This article is primarily based on our 2020 publication featured in the prestigious journal PLoS ONE. In this case, by amalgamating data analytics with health sciences, we directed our focus towards mental health. We resolved to explore which fundamental factors most powerfully determine susceptibility to anxiety among young men confronting severe stress (in this specific context, the threat of armed conflict).
Methodology: Why Did We Use Artificial Intelligence?
Instead of heavily relying on traditional statistical models, we opted to harness Machine Learning algorithms. Why? Because the human psyche and lifestyle comprise thousands of interlinked, hidden variables. AI algorithms are highly capable of perceiving obscure patterns and dependencies spanning immense psychosociological datasets that a human eye might completely overlook.
What Did We Investigate?
Our analysis enveloped a broad spectrum of psychosociological data, including habits, overall physical activity, and baseline health state, to architect a precise predictive model:
- The machine learning model permitted the extraction of key health determinants which predispose a specific individual to be significantly more vulnerable to acute distress.

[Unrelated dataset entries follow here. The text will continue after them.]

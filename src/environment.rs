use std::fmt::Debug;
use std::hash::Hash;

/// A point in a search space.
///
/// Compared and hashed by value; search structures clone states freely,
/// so implementors should be cheap to copy.
pub trait State: Clone + Eq + Hash + Debug {}

impl<T: Clone + Eq + Hash + Debug> State for T {}

/// A transformation from one state to another.
pub trait Action: Clone + Debug {
    /// human-readable name, e.g. for a walkthrough listing
    fn label(&self) -> String;

    /// cost charged by cost-ordered strategies for taking this action
    fn cost(&self) -> f64 {
        1.0
    }
}

/// The rules of a search problem.
pub trait Environment {
    type State: State;
    type Action: Action;

    fn initial_state(&self) -> Self::State;

    fn goal_state(&self) -> Self::State;

    /// whether the state is inside the problem's bounds and not blocked.
    /// says nothing about reachability.
    fn is_valid(&self, state: &Self::State) -> bool;

    fn is_goal(&self, state: &Self::State) -> bool;

    /// candidate actions in the order strategies should try them.
    /// may include actions that are infeasible from `state`.
    fn possible_actions(&self, state: &Self::State) -> Vec<Self::Action>;

    /// Deterministic transition function.
    ///
    /// An infeasible action yields the input state unchanged, so callers
    /// detect failed moves by comparing before and after.
    fn apply_action(&self, state: &Self::State, action: &Self::Action) -> Self::State;
}

/// An environment that can estimate the remaining cost to its goal.
///
/// Informed strategies (A*, greedy best-first) are only available for
/// environments implementing this.
pub trait Heuristic: Environment {
    /// must never exceed the true remaining cost for A* to stay optimal
    fn estimate(&self, state: &Self::State) -> f64;
}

- The study fundamentally proved that psychological and physical health are inextricably linked – maintaining proper lifestyle habits acts as an impermeable buffer shielding the mind against excessive anxiety.
What Does This Mean for Therapeutic Practice?
Applying Data Science and machine learning algorithms within public health frameworks is absolutely the future of prophylaxis. Thanks to such models, modern specialists, including therapists and physiotherapists, can much earlier pinpoint individuals in high-risk categories and implement suitable preventative support networks (both psychological and biomechanical movement-related) long before baseline stress morphs into profound medical issues.
Pavlova I., Zikrach D., Mosler D., Ortenburger D., Góra T., Wąsik J. (2020). Determinants of anxiety levels among young males in a threat of experiencing military conflict—Applying a machine-learning algorithm in a psychosociological study. PLoS ONE, 15(10): e0239749.